By the late 1990s, Dey’s had brought in other products like hair vitaliser and skin care, which were received very well by the public. With the hair oil promoted as a beauty product and the hair vitaliser as a therapeutic aid, Keo Karpin swung the market its way again. 

Dey’s Medical’s Keo Karpin even acted as a case study as to how a Bengali brand cleverly used advertising strategies with catchy taglines like ‘Hamesha Ready’ that emphasised its lasting quality with added ingredients Vitamin E and Olive oil. The campaign that advised the consumers — Hair ka insurance karo - roz Keo Karpin Karo.
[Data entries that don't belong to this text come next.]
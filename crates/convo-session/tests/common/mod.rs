#![allow(dead_code)]

use std::cell::{Cell, RefCell};
use std::collections::{HashMap, VecDeque};

use async_trait::async_trait;
use futures::channel::oneshot;

use convo_session::{ApiError, ConversationApi, Message, SessionHandle, TranscriptView};
use convo_types::{SendReply, SendRequest};

pub fn handle(raw: &str) -> SessionHandle {
    SessionHandle::new(raw).expect("valid handle")
}

/// In-memory stand-in for the conversation service.
///
/// By default it behaves like the real backend: the first send creates a
/// conversation and returns its id, later sends with that id are appended
/// to it, and the history endpoint returns everything stored so far.
pub struct FakeApi {
    conversations: RefCell<HashMap<String, Vec<Message>>>,
    next_id: Cell<u32>,
    requests: RefCell<Vec<SendRequest>>,
    failures: RefCell<VecDeque<ApiError>>,
    deferred: RefCell<VecDeque<oneshot::Receiver<SendReply>>>,
    history_failure: RefCell<Option<ApiError>>,
    deferred_history: RefCell<Option<oneshot::Receiver<Vec<Message>>>>,
    history_calls: Cell<usize>,
}

impl FakeApi {
    pub fn new() -> Self {
        Self {
            conversations: RefCell::new(HashMap::new()),
            next_id: Cell::new(1),
            requests: RefCell::new(Vec::new()),
            failures: RefCell::new(VecDeque::new()),
            deferred: RefCell::new(VecDeque::new()),
            history_failure: RefCell::new(None),
            deferred_history: RefCell::new(None),
            history_calls: Cell::new(0),
        }
    }

    /// Make the next send fail with `error`
    pub fn fail_next_send(&self, error: ApiError) {
        self.failures.borrow_mut().push_back(error);
    }

    /// Hold the next send until the returned sender is used
    pub fn defer_reply(&self) -> oneshot::Sender<SendReply> {
        let (tx, rx) = oneshot::channel();
        self.deferred.borrow_mut().push_back(rx);
        tx
    }

    /// Hold the next history fetch until the returned sender is used
    pub fn defer_history(&self) -> oneshot::Sender<Vec<Message>> {
        let (tx, rx) = oneshot::channel();
        *self.deferred_history.borrow_mut() = Some(rx);
        tx
    }

    pub fn fail_history(&self, error: ApiError) {
        *self.history_failure.borrow_mut() = Some(error);
    }

    pub fn requests(&self) -> Vec<SendRequest> {
        self.requests.borrow().clone()
    }

    pub fn history_calls(&self) -> usize {
        self.history_calls.get()
    }

    pub fn stored(&self, handle: &SessionHandle) -> Vec<Message> {
        self.conversations
            .borrow()
            .get(handle.as_str())
            .cloned()
            .unwrap_or_default()
    }

    fn echo(&self, request: &SendRequest) -> SendReply {
        let mut conversations = self.conversations.borrow_mut();
        let (id, issued) = match &request.id_conversation {
            Some(h) if conversations.contains_key(h.as_str()) => (h.as_str().to_string(), false),
            _ => {
                let id = self.next_id.get().to_string();
                self.next_id.set(self.next_id.get() + 1);
                conversations.insert(id.clone(), Vec::new());
                (id, true)
            }
        };

        let reply = format!("echo: {}", request.message);
        let stored = conversations.entry(id.clone()).or_default();
        stored.push(Message::user(request.message.clone()));
        stored.push(Message::bot(reply.clone()));

        SendReply {
            reply,
            id_conversation: if issued { SessionHandle::new(id) } else { None },
        }
    }
}

#[async_trait(?Send)]
impl ConversationApi for FakeApi {
    async fn send_message(&self, request: &SendRequest) -> Result<SendReply, ApiError> {
        self.requests.borrow_mut().push(request.clone());

        if let Some(error) = self.failures.borrow_mut().pop_front() {
            return Err(error);
        }

        let deferred = self.deferred.borrow_mut().pop_front();
        if let Some(rx) = deferred {
            return rx
                .await
                .map_err(|_| ApiError::Transport("connection dropped".to_string()));
        }

        Ok(self.echo(request))
    }

    async fn load_history(&self, handle: &SessionHandle) -> Result<Vec<Message>, ApiError> {
        self.history_calls.set(self.history_calls.get() + 1);

        if let Some(error) = self.history_failure.borrow().clone() {
            return Err(error);
        }

        let deferred = self.deferred_history.borrow_mut().take();
        if let Some(rx) = deferred {
            return rx
                .await
                .map_err(|_| ApiError::Transport("connection dropped".to_string()));
        }

        self.conversations
            .borrow()
            .get(handle.as_str())
            .cloned()
            .ok_or(ApiError::Status {
                status: 404,
                body: r#"{"detail":"Conversation not found"}"#.to_string(),
            })
    }
}

/// View that records what it was asked to render
#[derive(Default)]
pub struct RecordingView {
    events: RefCell<Vec<String>>,
}

impl RecordingView {
    pub fn events(&self) -> Vec<String> {
        self.events.borrow().clone()
    }
}

impl TranscriptView for RecordingView {
    fn append(&self, message: &Message) {
        self.events
            .borrow_mut()
            .push(format!("{}: {}", message.sender.css_class(), message.text));
    }

    fn clear(&self) {
        self.events.borrow_mut().push("clear".to_string());
    }
}
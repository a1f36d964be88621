//! Convo terminal client
//!
//! Interactive chat with the course-recommendation chatbot plus the
//! conversation and model management commands.

pub mod app;
pub mod cli;
pub mod logging;
pub mod prompt;
pub mod render;

pub use app::{run_repl_mode, setup_from_cli, AppConfig};
pub use cli::{Cli, Commands, ConversationCommands, ModelCommands};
They sponsored music shows like ‘Sa Re Ga Ma Pa’ and associated with IPL Cricket for better visibility. Amid the clutter of several hair care products in the market, Keo Karpin continued to maintain its position and quality, resorting to interesting interactive rural activities like road shows and melas to promote the product.
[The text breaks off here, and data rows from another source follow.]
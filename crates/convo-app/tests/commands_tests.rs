use pretty_assertions::assert_eq;
use serde_json::json;
use wiremock::matchers::{method, path, query_param};
use wiremock::{Mock, MockServer, ResponseTemplate};

use convo::{setup_from_cli, AppConfig, Cli, Commands, ConversationCommands, ModelCommands};
use clap::Parser;

fn config_for(server: &MockServer, extra: &[&str]) -> AppConfig {
    let mut args = vec!["convo", "--base-url", server.uri().as_str()]
        .into_iter()
        .map(String::from)
        .collect::<Vec<_>>();
    args.extend(extra.iter().map(|s| s.to_string()));
    let cli = Cli::try_parse_from(args).unwrap();
    setup_from_cli(&cli).unwrap()
}

fn never(_: &str) -> bool {
    false
}

fn always(_: &str) -> bool {
    true
}

mod conversation_command_tests {
    use super::*;
    use pretty_assertions::assert_eq;

    #[tokio::test]
    async fn test_list_uses_limit_and_formats_rows() {
        colored::control::set_override(false);
        let server = MockServer::start().await;
        Mock::given(method("GET"))
            .and(path("/api/conversations"))
            .and(query_param("limit", "5"))
            .respond_with(ResponseTemplate::new(200).set_body_json(json!([
                {"id_conversation": "3", "last_message": "gracias"}
            ])))
            .expect(1)
            .mount(&server)
            .await;

        let config = config_for(&server, &[]);
        let out = ConversationCommands::List { limit: 5 }
            .execute(&config, &never)
            .await
            .unwrap();

        assert_eq!(out, "ID: 3\n   Last message: gracias");
    }

    #[tokio::test]
    async fn test_declined_delete_sends_nothing() {
        let server = MockServer::start().await;
        Mock::given(method("DELETE"))
            .respond_with(ResponseTemplate::new(200))
            .expect(0)
            .mount(&server)
            .await;

        let config = config_for(&server, &[]);
        let out = ConversationCommands::Delete { id: "3".into() }
            .execute(&config, &never)
            .await
            .unwrap();

        assert_eq!(out, "Deletion cancelled.");
    }

    #[tokio::test]
    async fn test_confirmed_delete() {
        let server = MockServer::start().await;
        Mock::given(method("DELETE"))
            .and(path("/api/conversations/3"))
            .respond_with(
                ResponseTemplate::new(200)
                    .set_body_json(json!({"status": "deleted", "id_conversation": 3})),
            )
            .expect(1)
            .mount(&server)
            .await;

        let config = config_for(&server, &[]);
        let out = ConversationCommands::Delete { id: "3".into() }
            .execute(&config, &always)
            .await
            .unwrap();

        assert_eq!(out, "Conversation 3 deleted.");
    }

    #[tokio::test]
    async fn test_server_detail_surfaces_as_error() {
        let server = MockServer::start().await;
        Mock::given(method("GET"))
            .and(path("/api/conversations/99"))
            .respond_with(
                ResponseTemplate::new(404).set_body_json(json!({"detail": "Conversation not found"})),
            )
            .mount(&server)
            .await;

        let config = config_for(&server, &[]);
        let err = ConversationCommands::Show { id: "99".into() }
            .execute(&config, &always)
            .await
            .unwrap_err();

        assert_eq!(err.to_string(), "Conversation not found (status 404)");
    }
}

mod model_command_tests {
    use super::*;
    use pretty_assertions::assert_eq;

    #[tokio::test]
    async fn test_status_warns_when_models_missing() {
        colored::control::set_override(false);
        let server = MockServer::start().await;
        Mock::given(method("GET"))
            .and(path("/api/models/status"))
            .respond_with(ResponseTemplate::new(200).set_body_json(json!({
                "autoencoder": true,
                "embeddings": true,
                "matriz": false,
                "cursos": true,
                "cursos_info": true
            })))
            .mount(&server)
            .await;

        let config = config_for(&server, &[]);
        let out = ModelCommands::Status.execute(&config).await.unwrap();

        assert!(out.contains("Matrix:        ❌ not loaded"));
        assert!(out.ends_with("Some models are not loaded; recommendations may be unavailable."));
    }

    #[tokio::test]
    async fn test_download_writes_to_output() {
        let server = MockServer::start().await;
        Mock::given(method("GET"))
            .and(path("/api/models/cursos/download"))
            .respond_with(ResponseTemplate::new(200).set_body_bytes(b"abc".to_vec()))
            .mount(&server)
            .await;

        let dir = tempfile::tempdir().unwrap();
        let dest = dir.path().join("cursos.npy");
        let config = config_for(&server, &[]);
        let cmd = Cli::try_parse_from([
            "convo",
            "models",
            "download",
            "cursos",
            "-o",
            dest.to_str().unwrap(),
        ])
        .unwrap();

        let Some(Commands::Models { command }) = cmd.command else {
            panic!("expected a models command");
        };
        let out = command.execute(&config).await.unwrap();

        assert!(out.starts_with("Saved cursos (3 bytes)"));
        assert_eq!(std::fs::read(&dest).unwrap(), b"abc");
    }
}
Today they have four manufacturing units — three in West Bengal and one in Uttar Pradesh. It has state-of-the-art R&D labs and keeps strict control not only over procurement of raw materials and manufacturing processes but also over packaging and distribution. Other products include Keo Karpin Oil and two body oils — Herbal Body Oil and Olivoyl.
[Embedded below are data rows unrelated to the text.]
use convo_types::ErrorDetail;

/// Escape HTML to prevent XSS
pub fn escape_html(s: &str) -> String {
    s.replace('&', "&amp;")
        .replace('<', "&lt;")
        .replace('>', "&gt;")
        .replace('"', "&quot;")
        .replace('\'', "&#39;")
}

/// The server's `detail` from an error body, or `fallback`
pub fn error_message(body: &str, fallback: &str) -> String {
    ErrorDetail::from_body(body).unwrap_or_else(|| fallback.to_string())
}

/// Percent-encode a conversation id for use as one path segment
pub fn encode_segment(segment: &str) -> String {
    String::from(js_sys::encode_uri_component(segment))
}

#[cfg(test)]
mod tests {
    use super::*;

    #[test]
    fn test_escape_html() {
        assert_eq!(
            escape_html(r#"<b onclick="x">Tom & 'Jerry'</b>"#),
            "&lt;b onclick=&quot;x&quot;&gt;Tom &amp; &#39;Jerry&#39;&lt;/b&gt;"
        );
    }

    #[test]
    fn test_error_message_prefers_detail() {
        assert_eq!(
            error_message(r#"{"detail":"Tipo de modelo no válido"}"#, "Failed to upload the model"),
            "Tipo de modelo no válido"
        );
        assert_eq!(
            error_message("Internal Server Error", "Failed to upload the model"),
            "Failed to upload the model"
        );
    }
}
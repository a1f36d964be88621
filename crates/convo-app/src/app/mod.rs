pub mod conversations;
pub mod models;
pub mod repl;
pub mod setup;

pub use repl::run_repl_mode;
pub use setup::{setup_from_cli, AppConfig};
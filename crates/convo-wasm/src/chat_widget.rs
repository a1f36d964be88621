use std::rc::Rc;

use wasm_bindgen::JsValue;
use web_sys::{Document, Element};

use convo_session::{ChatSession, Confirm, Message, ReplayOutcome, TranscriptView};

use crate::dom;
use crate::http::GlooConversationApi;
use crate::storage::BrowserSessionStore;

type BrowserSession = ChatSession<GlooConversationApi, BrowserSessionStore>;

/// Renders transcript changes into `#chat-box`
struct DomTranscript {
    document: Document,
    chat_box: Element,
}

impl TranscriptView for DomTranscript {
    fn append(&self, message: &Message) {
        let appended = dom::create_text_element(
            &self.document,
            "div",
            message.sender.css_class(),
            &message.text,
        )
        .and_then(|el| self.chat_box.append_child(&el).map(|_| ()));

        if let Err(e) = appended {
            log::error!("Failed to render message: {:?}", e);
            return;
        }
        self.chat_box.set_scroll_top(self.chat_box.scroll_height());
    }

    fn clear(&self) {
        dom::clear_element(&self.chat_box);
    }
}

struct BrowserConfirm;

impl Confirm for BrowserConfirm {
    fn confirm(&self, prompt: &str) -> bool {
        dom::confirm(prompt)
    }
}

pub struct ChatWidget {
    document: Document,
    session: Rc<BrowserSession>,
}

impl ChatWidget {
    pub fn new() -> Result<Self, JsValue> {
        let document = crate::document()?;
        let chat_box = dom::get_element_by_id(&document, "chat-box")?;

        let view = Rc::new(DomTranscript {
            document: document.clone(),
            chat_box,
        });
        let session = ChatSession::new(GlooConversationApi::new(), BrowserSessionStore::new())
            .with_view(view);

        Ok(Self {
            document,
            session: Rc::new(session),
        })
    }

    pub async fn start(self) -> Result<(), JsValue> {
        self.setup_chat_form()?;
        self.setup_reset_button()?;

        match self.session.replay_history().await {
            ReplayOutcome::Replayed { count } => log::info!("Restored {} messages", count),
            ReplayOutcome::NoSession => log::debug!("No conversation in this tab yet"),
            // Logged by the session; the widget stays usable
            ReplayOutcome::Failed(_) => {}
            ReplayOutcome::Dropped => log::debug!("Reset before the history arrived"),
        }

        Ok(())
    }

    fn setup_chat_form(&self) -> Result<(), JsValue> {
        let form = dom::get_element_by_id(&self.document, "chat-form")?;
        let input = dom::get_input_by_id(&self.document, "user-input")?;
        let session = self.session.clone();

        dom::add_submit_listener(&form, move || {
            let Some(pending) = session.begin_send(&input.value()) else {
                return;
            };
            input.set_value("");

            // Each send runs on its own; replies land on their own message
            let session = session.clone();
            wasm_bindgen_futures::spawn_local(async move {
                session.complete_send(pending).await;
            });
        })
    }

    fn setup_reset_button(&self) -> Result<(), JsValue> {
        let button = dom::get_element_by_id(&self.document, "reset-chat")?;
        let session = self.session.clone();

        dom::add_click_listener(&button, move || {
            session.reset_session(&BrowserConfirm);
        })
    }
}
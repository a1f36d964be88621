use std::path::PathBuf;

use convo_session::ApiError;

/// Errors from the conversation-list and model-management clients
#[derive(Debug, thiserror::Error)]
pub enum ClientError {
    #[error("invalid server URL '{url}': {reason}")]
    InvalidUrl { url: String, reason: String },

    #[error("request failed: {0}")]
    Request(#[from] reqwest::Error),

    /// Non-success status; `message` is the server's `detail` when it sent one
    #[error("{message} (status {status})")]
    Server { status: u16, message: String },

    #[error("malformed response: {0}")]
    Decode(#[from] serde_json::Error),

    #[error("failed to access {}: {source}", path.display())]
    Io {
        path: PathBuf,
        #[source]
        source: std::io::Error,
    },
}

impl ClientError {
    pub fn status(&self) -> Option<u16> {
        match self {
            ClientError::Server { status, .. } => Some(*status),
            ClientError::Request(e) => e.status().map(|s| s.as_u16()),
            _ => None,
        }
    }
}

/// Collapse a client error into the transport-agnostic error the chat
/// session understands
impl From<ClientError> for ApiError {
    fn from(error: ClientError) -> Self {
        match error {
            ClientError::Server { status, message } => ApiError::Status {
                status,
                body: message,
            },
            ClientError::Decode(e) => ApiError::Decode(e.to_string()),
            other => ApiError::Transport(other.to_string()),
        }
    }
}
Its strong distribution network has been one of its greatest assets, but despite the consistently high quality of the product, it has limited international presence. It has won several awards including ‘India’s Most Trusted Hair Oil Brand 2015’ and the Superbrand status awarded in 2014-15 and 2016-17. The 2011-12 Consumer Voice Study gave it the number one brand position. It has been a consistently high-ranked presence in market surveys.

The name Keo Karpin has become synonymous with the ‘healthy oil’ tag. Interestingly, though it is perceived as a feminine brand, 42 per cent of Keo Karpin hair oil users are reportedly men!